The perek closes out with some more midrash aggadah.


There's a really interesting midrashic connection between the story of Avraham and the war of the five kings and the mitzvot of tefillin and tzitzit. Genesis 14:23, at the end of the battle where Avraham's participation is decisive, he is offered a share of the spoils of war but says "I'll take not so much as a shoestring or leather shoestrap." The Gemara connects this to the parallel mitzvot of tzitzis and tefillin and says that Israel was given these mitzvot because of the merit of Avraham's action here.

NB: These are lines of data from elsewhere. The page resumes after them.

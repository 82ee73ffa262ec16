use actix_web::http::StatusCode;
use actix_web::{HttpResponse, ResponseError};
use sqlx::postgres::PgDatabaseError;
use thiserror::Error;

pub const INVALID_ADDRESS_MESSAGE: &str = "A valid wallet address is required";
pub const STORAGE_FAILURE_MESSAGE: &str =
    "Unable to process wallet submissions right now. Please try again shortly.";

#[derive(Debug, Error)]
pub enum Error {
    #[error("A valid wallet address is required")]
    InvalidAddress,
    #[error("Storage error: {}", storage_message(.0))]
    Storage(#[from] sqlx::Error),
    #[error("Configuration error: {0}")]
    Config(String),
    #[error("Internal error: {0}")]
    InternalError(String),
}

impl Error {
    /// Text that is safe to hand back to the caller.
    pub fn public_message(&self) -> &str {
        match self {
            Error::InvalidAddress => INVALID_ADDRESS_MESSAGE,
            Error::Storage(_) | Error::Config(_) | Error::InternalError(_) => {
                STORAGE_FAILURE_MESSAGE
            }
        }
    }
}

impl ResponseError for Error {
    fn status_code(&self) -> StatusCode {
        match self {
            Error::InvalidAddress => StatusCode::BAD_REQUEST,
            Error::Storage(_) | Error::Config(_) | Error::InternalError(_) => {
                StatusCode::INTERNAL_SERVER_ERROR
            }
        }
    }

    fn error_response(&self) -> HttpResponse {
        HttpResponse::build(self.status_code()).json(serde_json::json!({
            "error": self.public_message()
        }))
    }
}

/// Best-effort extraction of a readable message: the Postgres `detail`
/// field when present, then the server message, then the driver's text.
pub fn storage_message(err: &sqlx::Error) -> String {
    match err {
        sqlx::Error::Database(db) => db
            .try_downcast_ref::<PgDatabaseError>()
            .and_then(|pg| pg.detail())
            .map(str::to_string)
            .unwrap_or_else(|| db.message().to_string()),
        other => other.to_string(),
    }
}

pub type Result<T> = std::result::Result<T, Error>;

#[cfg(test)]
mod tests {
    use super::*;
    use actix_web::body::to_bytes;

    #[actix_web::test]
    async fn invalid_address_is_a_client_error() {
        let response = Error::InvalidAddress.error_response();
        assert_eq!(response.status(), StatusCode::BAD_REQUEST);

        let body = to_bytes(response.into_body()).await.unwrap();
        let json: serde_json::Value = serde_json::from_slice(&body).unwrap();
        assert_eq!(json["error"], INVALID_ADDRESS_MESSAGE);
    }

    #[actix_web::test]
    async fn storage_errors_do_not_leak_driver_text() {
        let err = Error::Storage(sqlx::Error::PoolTimedOut);
        assert!(err.to_string().contains("pool timed out"));

        let response = err.error_response();
        assert_eq!(response.status(), StatusCode::INTERNAL_SERVER_ERROR);
        let body = to_bytes(response.into_body()).await.unwrap();
        let json: serde_json::Value = serde_json::from_slice(&body).unwrap();
        assert_eq!(json["error"], STORAGE_FAILURE_MESSAGE);
    }
}
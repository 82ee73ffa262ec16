use std::fs;
use std::path::Path;

use allowlist_common::Address;
use anyhow::{bail, Context, Result};

/// Parses either a JSON array of address strings or one address per line.
///
/// Blank lines and lines starting with `#` are skipped. Every address is
/// 40 hex digits with an optional `0x`; the first bad one aborts the parse.
pub fn parse_address_list(text: &str) -> Result<Vec<Address>> {
    let trimmed = text.trim_start();
    if trimmed.starts_with('[') {
        let raw: Vec<String> =
            serde_json::from_str(trimmed).context("Invalid JSON address list")?;
        return raw
            .iter()
            .enumerate()
            .map(|(i, value)| {
                Address::parse_lenient(value)
                    .with_context(|| format!("Invalid address at index {i}: {value:?}"))
            })
            .collect();
    }

    let mut addresses = Vec::new();
    for (line_num, line) in text.lines().enumerate() {
        let line = line.trim();
        if line.is_empty() || line.starts_with('#') {
            continue;
        }
        let address = Address::parse_lenient(line)
            .with_context(|| format!("Invalid address on line {}: {line:?}", line_num + 1))?;
        addresses.push(address);
    }
    Ok(addresses)
}

pub fn read_address_file(path: &Path) -> Result<Vec<Address>> {
    let text = fs::read_to_string(path)
        .with_context(|| format!("Failed to read {}", path.display()))?;
    let addresses = parse_address_list(&text)?;
    if addresses.is_empty() {
        bail!("No addresses found in {}", path.display());
    }
    Ok(addresses)
}
//! Client side of the allow-list mint: contract reads and mints, wallet
//! session handling and the wallet-submission API.

pub mod abi;
pub mod config;
pub mod contract;
pub mod error;
pub mod mint_flow;
pub mod rpc;
pub mod submissions;
pub mod units;
pub mod wallet;

pub use abi::SaleState;
pub use config::{ChainConfig, MintList, MintingConfig};
pub use contract::{CollectionSnapshot, MintContract, ReceiptPolling, WalletMintStats};
pub use error::{Error, Result};
pub use mint_flow::{MintFlow, MintKind, MintQuantity, MintStatus};
pub use rpc::{EthApi, HttpProvider, Provider, RpcError};
pub use submissions::SubmissionClient;
pub use wallet::{NetworkParams, SessionAction, Subscription, WalletEvent, WalletSession};
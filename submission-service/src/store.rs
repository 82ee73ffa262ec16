//! Persistence for wallet submissions.

use std::collections::HashMap;
use std::str::FromStr;
use std::sync::Mutex;

use allowlist_common::Address;
use async_trait::async_trait;
use chrono::{DateTime, Utc};
use sqlx::postgres::{PgConnectOptions, PgPool, PgPoolOptions};

use crate::config::Config;
use crate::error::{Error, Result};
use crate::models::WalletSubmission;

const CREATE_TABLE: &str = "
    CREATE TABLE IF NOT EXISTS wallet_submissions (
        id SERIAL PRIMARY KEY,
        address TEXT NOT NULL UNIQUE,
        submitted_at TIMESTAMPTZ NOT NULL DEFAULT NOW()
    )";

const UPSERT: &str = "
    INSERT INTO wallet_submissions (address)
    VALUES ($1)
    ON CONFLICT (address) DO UPDATE SET submitted_at = NOW()
    RETURNING submitted_at";

const LIST: &str = "
    SELECT address, submitted_at
    FROM wallet_submissions
    ORDER BY submitted_at DESC";

#[async_trait]
pub trait SubmissionStore: Send + Sync {
    /// Create the backing table when it does not exist yet.
    async fn initialize(&self) -> Result<()>;

    /// Insert `address`, or refresh its timestamp when already present.
    /// Returns the stored submission time.
    async fn upsert(&self, address: &Address) -> Result<DateTime<Utc>>;

    /// All submissions, newest first.
    async fn list(&self) -> Result<Vec<WalletSubmission>>;
}

pub struct PgSubmissionStore {
    pool: PgPool,
}

impl PgSubmissionStore {
    pub fn new(pool: PgPool) -> Self {
        Self { pool }
    }

    /// Opens the shared pool described by `config`. The pool connects
    /// lazily; the first query surfaces connection problems.
    pub fn connect(config: &Config) -> Result<Self> {
        let options = PgConnectOptions::from_str(&config.database_url)?.ssl_mode(config.ssl_mode);
        let pool = PgPoolOptions::new()
            .max_connections(config.max_connections)
            .connect_lazy_with(options);
        Ok(Self::new(pool))
    }

    pub async fn close(&self) {
        self.pool.close().await;
    }
}

#[async_trait]
impl SubmissionStore for PgSubmissionStore {
    async fn initialize(&self) -> Result<()> {
        sqlx::query(CREATE_TABLE).execute(&self.pool).await?;
        Ok(())
    }

    async fn upsert(&self, address: &Address) -> Result<DateTime<Utc>> {
        let submitted_at: DateTime<Utc> = sqlx::query_scalar(UPSERT)
            .bind(address.to_lower_hex())
            .fetch_one(&self.pool)
            .await?;
        Ok(submitted_at)
    }

    async fn list(&self) -> Result<Vec<WalletSubmission>> {
        let rows = sqlx::query_as::<_, WalletSubmission>(LIST)
            .fetch_all(&self.pool)
            .await?;
        Ok(rows)
    }
}

/// Process-local store with the same upsert semantics as the table.
#[derive(Default)]
pub struct MemorySubmissionStore {
    rows: Mutex<HashMap<String, DateTime<Utc>>>,
}

impl MemorySubmissionStore {
    pub fn new() -> Self {
        Self::default()
    }

    pub fn len(&self) -> usize {
        self.rows.lock().map(|rows| rows.len()).unwrap_or(0)
    }

    pub fn is_empty(&self) -> bool {
        self.len() == 0
    }
}

#[async_trait]
impl SubmissionStore for MemorySubmissionStore {
    async fn initialize(&self) -> Result<()> {
        Ok(())
    }

    async fn upsert(&self, address: &Address) -> Result<DateTime<Utc>> {
        let mut rows = self
            .rows
            .lock()
            .map_err(|_| Error::InternalError("submission store lock poisoned".to_string()))?;
        let now = Utc::now();
        rows.insert(address.to_lower_hex(), now);
        Ok(now)
    }

    async fn list(&self) -> Result<Vec<WalletSubmission>> {
        let rows = self
            .rows
            .lock()
            .map_err(|_| Error::InternalError("submission store lock poisoned".to_string()))?;
        let mut submissions: Vec<WalletSubmission> = rows
            .iter()
            .map(|(address, submitted_at)| WalletSubmission {
                address: address.clone(),
                submitted_at: *submitted_at,
            })
            .collect();
        submissions.sort_by(|a, b| b.submitted_at.cmp(&a.submitted_at));
        Ok(submissions)
    }
}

Obviously all the mitzvot are for the benefit of the Jewish people, in that the performance of mitzvot are how we repair the world and perfect our presence in it, but what does it mean that we were given these two specific mitzvot because of the merit of Avraham?

The Gemara teaches that these two mitzvot provide specific personal benefit to the person who performs them. The tefillin, because R' Eliezer haGadol teaches that the tefillin are a siman to the other nations that God protects the Jewish people, and tzitzis because the techeilis are the same color as the Kisei haKavod that God sits upon, and thus the tzitzis when we wear them remind God of the Jewish connection to God's glory.